> PROBLEM DESCRIPTION
Report how many lines of these entries hold the string "items"; reply with the number alone.

***** SOURCE MATERIAL

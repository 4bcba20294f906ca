// SPDX-FileCopyrightText: 2025 Jason Pena <jasonpena@awkless.com>
// SPDX-License-Identifier: MIT

//! Component descriptor layout.
//!
//! A __component descriptor__ declares the containers, commands, and starter
//! projects of one application component. Parsing and validating descriptors
//! is somebody else's job. Devsync only keeps a read-only view of the parts it
//! consumes, and never mutates or re-serializes it.

use serde::Deserialize;
use std::{
    collections::BTreeMap,
    fs::read_to_string,
    path::{Path, PathBuf},
    str::FromStr,
};

/// Default path inside a container that project sources are synchronized to.
pub const DEFAULT_SOURCE_MAPPING: &str = "/projects";

/// Attribute key listing additional globs to exclude from synchronization.
pub const EXCLUDE_ATTRIBUTE: &str = "devsync.exclude";

/// Read-only view of a parsed component descriptor.
#[derive(Default, Debug, PartialEq, Clone, Deserialize)]
#[serde(rename_all = "camelCase")]
pub struct Descriptor {
    #[serde(default)]
    pub metadata: Metadata,

    #[serde(default)]
    pub components: Vec<Component>,

    #[serde(default)]
    pub commands: Vec<CommandDefinition>,

    #[serde(default)]
    pub starter_projects: Vec<StarterProject>,

    #[serde(default)]
    pub attributes: BTreeMap<String, serde_yaml::Value>,
}

impl Descriptor {
    /// Load descriptor from file at `path`.
    ///
    /// # Errors
    ///
    /// - Return [`DescriptorError::ReadDescriptor`] if file cannot be read.
    /// - Return [`DescriptorError::Deserialize`] if content is malformed.
    pub fn load(path: impl AsRef<Path>) -> Result<Self> {
        read_to_string(path.as_ref())
            .map_err(|err| DescriptorError::ReadDescriptor {
                source: err,
                descriptor_path: path.as_ref().to_path_buf(),
            })?
            .parse()
    }

    /// Name of the component, falling back to "component" when unnamed.
    pub fn name(&self) -> &str {
        self.metadata.name.as_deref().unwrap_or("component")
    }

    /// Find component by name.
    pub fn component(&self, name: &str) -> Option<&Component> {
        self.components.iter().find(|component| component.name == name)
    }

    /// Iterate over components that run a container.
    pub fn containers(&self) -> impl Iterator<Item = (&str, &Container)> {
        self.components.iter().filter_map(|component| {
            component
                .container
                .as_ref()
                .map(|container| (component.name.as_str(), container))
        })
    }

    /// Exclusion globs declared through the [`EXCLUDE_ATTRIBUTE`] attribute.
    ///
    /// Non-string list items are skipped.
    pub fn declared_exclusions(&self) -> Vec<String> {
        match self.attributes.get(EXCLUDE_ATTRIBUTE) {
            Some(serde_yaml::Value::Sequence(items)) => items
                .iter()
                .filter_map(|item| item.as_str().map(ToString::to_string))
                .collect(),
            Some(serde_yaml::Value::String(item)) => vec![item.clone()],
            _ => Vec::new(),
        }
    }
}

impl FromStr for Descriptor {
    type Err = DescriptorError;

    fn from_str(data: &str) -> Result<Self, Self::Err> {
        serde_yaml::from_str(data).map_err(DescriptorError::Deserialize)
    }
}

#[derive(Default, Debug, PartialEq, Eq, Clone, Deserialize)]
pub struct Metadata {
    pub name: Option<String>,
}

/// Declared component.
#[derive(Debug, PartialEq, Clone, Deserialize)]
pub struct Component {
    pub name: String,

    /// Runtime container, if the component declares one.
    pub container: Option<Container>,
}

/// Runtime container of a component.
#[derive(Debug, PartialEq, Eq, Clone, Deserialize)]
#[serde(rename_all = "camelCase")]
pub struct Container {
    pub image: String,

    /// Path inside the container where project sources live.
    #[serde(default)]
    pub source_mapping: Option<String>,

    /// Whether project sources are mounted into this container.
    #[serde(default)]
    pub mount_sources: Option<bool>,

    #[serde(default)]
    pub env: Vec<EnvVar>,

    #[serde(default)]
    pub endpoints: Vec<Endpoint>,
}

impl Container {
    pub fn source_mapping(&self) -> &str {
        self.source_mapping
            .as_deref()
            .unwrap_or(DEFAULT_SOURCE_MAPPING)
    }

    pub fn mounts_sources(&self) -> bool {
        self.mount_sources.unwrap_or(true)
    }
}

#[derive(Debug, PartialEq, Eq, Clone, Deserialize)]
pub struct EnvVar {
    pub name: String,
    pub value: String,
}

#[derive(Debug, PartialEq, Eq, Clone, Deserialize)]
#[serde(rename_all = "camelCase")]
pub struct Endpoint {
    pub name: String,
    pub target_port: u16,
}

/// Declared command.
///
/// Only exec commands are understood. Other command kinds are kept as a bare
/// identifier so they can be named in error messages.
#[derive(Debug, PartialEq, Eq, Clone, Deserialize)]
pub struct CommandDefinition {
    pub id: String,

    #[serde(default)]
    pub exec: Option<ExecCommand>,
}

#[derive(Debug, PartialEq, Eq, Clone, Deserialize)]
#[serde(rename_all = "camelCase")]
pub struct ExecCommand {
    /// Name of component this command runs in.
    pub component: String,

    pub command_line: String,

    #[serde(default)]
    pub working_dir: Option<String>,

    #[serde(default)]
    pub env: Vec<EnvVar>,

    #[serde(default)]
    pub hot_reload_capable: bool,

    #[serde(default)]
    pub group: Option<CommandGroup>,
}

#[derive(Debug, PartialEq, Eq, Clone, Deserialize)]
#[serde(rename_all = "camelCase")]
pub struct CommandGroup {
    pub kind: GroupKind,

    #[serde(default)]
    pub is_default: bool,
}

/// Lifecycle group a command belongs to.
#[derive(Debug, PartialEq, Eq, Hash, Clone, Copy, Deserialize, serde::Serialize)]
#[serde(rename_all = "lowercase")]
pub enum GroupKind {
    Build,
    Run,
    Debug,
    Test,
}

impl GroupKind {
    /// Missing commands of this group abort a push.
    pub fn is_required(&self) -> bool {
        matches!(self, Self::Build | Self::Run)
    }
}

impl std::fmt::Display for GroupKind {
    fn fmt(&self, fmt: &mut std::fmt::Formatter<'_>) -> std::fmt::Result {
        let name = match self {
            Self::Build => "build",
            Self::Run => "run",
            Self::Debug => "debug",
            Self::Test => "test",
        };
        fmt.write_str(name)
    }
}

#[derive(Debug, PartialEq, Eq, Clone, Deserialize)]
pub struct StarterProject {
    pub name: String,

    #[serde(default)]
    pub description: Option<String>,
}

/// Descriptor loading error types.
#[derive(Debug, thiserror::Error)]
pub enum DescriptorError {
    #[error("failed to read component descriptor at {:?}", descriptor_path.display())]
    ReadDescriptor {
        #[source]
        source: std::io::Error,
        descriptor_path: PathBuf,
    },

    #[error(transparent)]
    Deserialize(#[from] serde_yaml::Error),
}

/// Friendly result alias :3
type Result<T, E = DescriptorError> = std::result::Result<T, E>;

**********

> TASK OUTPUT
2